YOUR OBJECTIVE:
Repeat exactly, and only, the lines of the entries below from the one with "Case-insensitive lookup among" through the one with "pub const fn size(&self)", both ends included.

Stored data:
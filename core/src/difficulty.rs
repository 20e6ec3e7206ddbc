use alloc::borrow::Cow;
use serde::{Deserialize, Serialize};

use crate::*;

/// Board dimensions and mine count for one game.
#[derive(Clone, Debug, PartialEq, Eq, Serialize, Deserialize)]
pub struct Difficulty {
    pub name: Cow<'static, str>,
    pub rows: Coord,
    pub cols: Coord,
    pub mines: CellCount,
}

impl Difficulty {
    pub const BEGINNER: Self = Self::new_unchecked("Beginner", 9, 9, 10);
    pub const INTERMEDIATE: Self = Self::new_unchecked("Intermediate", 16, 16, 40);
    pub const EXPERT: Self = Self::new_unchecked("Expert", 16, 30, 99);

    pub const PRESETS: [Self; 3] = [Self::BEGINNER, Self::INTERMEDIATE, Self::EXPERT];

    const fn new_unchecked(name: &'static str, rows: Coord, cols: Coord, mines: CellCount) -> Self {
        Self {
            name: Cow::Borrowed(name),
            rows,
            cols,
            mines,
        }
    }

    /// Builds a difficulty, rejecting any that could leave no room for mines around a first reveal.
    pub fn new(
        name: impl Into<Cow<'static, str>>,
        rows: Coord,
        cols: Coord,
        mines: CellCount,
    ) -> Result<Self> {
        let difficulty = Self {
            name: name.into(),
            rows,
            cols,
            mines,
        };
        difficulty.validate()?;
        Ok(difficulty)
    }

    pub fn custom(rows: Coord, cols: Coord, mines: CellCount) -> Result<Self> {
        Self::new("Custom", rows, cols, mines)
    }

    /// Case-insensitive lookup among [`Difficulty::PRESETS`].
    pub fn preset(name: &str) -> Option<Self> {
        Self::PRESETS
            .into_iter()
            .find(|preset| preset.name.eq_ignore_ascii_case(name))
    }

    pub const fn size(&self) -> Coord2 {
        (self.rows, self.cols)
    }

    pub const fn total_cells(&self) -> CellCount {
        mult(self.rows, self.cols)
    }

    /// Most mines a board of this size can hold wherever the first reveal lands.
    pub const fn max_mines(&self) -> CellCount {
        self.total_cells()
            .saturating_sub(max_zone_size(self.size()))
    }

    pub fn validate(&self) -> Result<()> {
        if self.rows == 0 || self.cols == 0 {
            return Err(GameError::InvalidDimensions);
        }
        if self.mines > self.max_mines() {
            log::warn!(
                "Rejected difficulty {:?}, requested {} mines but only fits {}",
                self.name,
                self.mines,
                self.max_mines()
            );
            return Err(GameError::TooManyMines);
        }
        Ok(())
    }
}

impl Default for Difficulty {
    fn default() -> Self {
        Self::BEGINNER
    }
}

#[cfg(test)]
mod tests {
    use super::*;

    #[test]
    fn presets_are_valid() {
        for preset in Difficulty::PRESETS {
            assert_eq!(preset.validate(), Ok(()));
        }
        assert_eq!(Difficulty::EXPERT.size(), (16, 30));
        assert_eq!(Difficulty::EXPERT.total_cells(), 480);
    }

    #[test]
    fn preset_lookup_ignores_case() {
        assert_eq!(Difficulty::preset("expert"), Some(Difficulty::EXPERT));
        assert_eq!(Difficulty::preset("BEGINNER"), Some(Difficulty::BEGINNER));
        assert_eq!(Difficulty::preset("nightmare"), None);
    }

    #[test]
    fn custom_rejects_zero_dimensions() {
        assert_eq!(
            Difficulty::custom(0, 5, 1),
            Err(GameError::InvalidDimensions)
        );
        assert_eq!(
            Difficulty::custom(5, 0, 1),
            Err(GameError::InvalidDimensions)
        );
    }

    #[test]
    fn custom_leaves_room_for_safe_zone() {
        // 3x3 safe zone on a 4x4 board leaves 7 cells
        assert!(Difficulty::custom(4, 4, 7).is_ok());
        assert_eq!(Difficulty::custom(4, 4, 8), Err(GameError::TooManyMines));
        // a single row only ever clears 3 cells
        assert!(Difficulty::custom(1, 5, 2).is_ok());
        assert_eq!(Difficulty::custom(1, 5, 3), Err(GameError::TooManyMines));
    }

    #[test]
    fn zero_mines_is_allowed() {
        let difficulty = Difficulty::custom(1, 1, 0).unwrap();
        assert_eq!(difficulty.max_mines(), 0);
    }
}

==

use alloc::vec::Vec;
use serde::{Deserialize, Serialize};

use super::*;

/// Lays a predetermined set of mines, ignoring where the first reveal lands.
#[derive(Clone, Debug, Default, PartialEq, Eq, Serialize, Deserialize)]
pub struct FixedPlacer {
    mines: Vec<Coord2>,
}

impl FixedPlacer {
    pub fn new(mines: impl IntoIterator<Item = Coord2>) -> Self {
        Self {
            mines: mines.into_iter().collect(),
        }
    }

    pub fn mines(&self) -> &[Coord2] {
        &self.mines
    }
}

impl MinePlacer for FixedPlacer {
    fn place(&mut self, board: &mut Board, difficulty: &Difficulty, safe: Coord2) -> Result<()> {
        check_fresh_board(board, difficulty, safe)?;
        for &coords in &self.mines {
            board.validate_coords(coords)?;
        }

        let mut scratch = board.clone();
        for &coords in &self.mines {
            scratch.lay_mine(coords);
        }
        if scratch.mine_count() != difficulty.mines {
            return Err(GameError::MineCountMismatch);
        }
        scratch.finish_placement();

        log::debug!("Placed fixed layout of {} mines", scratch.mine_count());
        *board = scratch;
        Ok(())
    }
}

EXERCISE RESPONSE:
    /// Case-insensitive lookup among [`Difficulty::PRESETS`].
    pub fn preset(name: &str) -> Option<Self> {
        Self::PRESETS
            .into_iter()
            .find(|preset| preset.name.eq_ignore_ascii_case(name))
    }

    pub const fn size(&self) -> Coord2 {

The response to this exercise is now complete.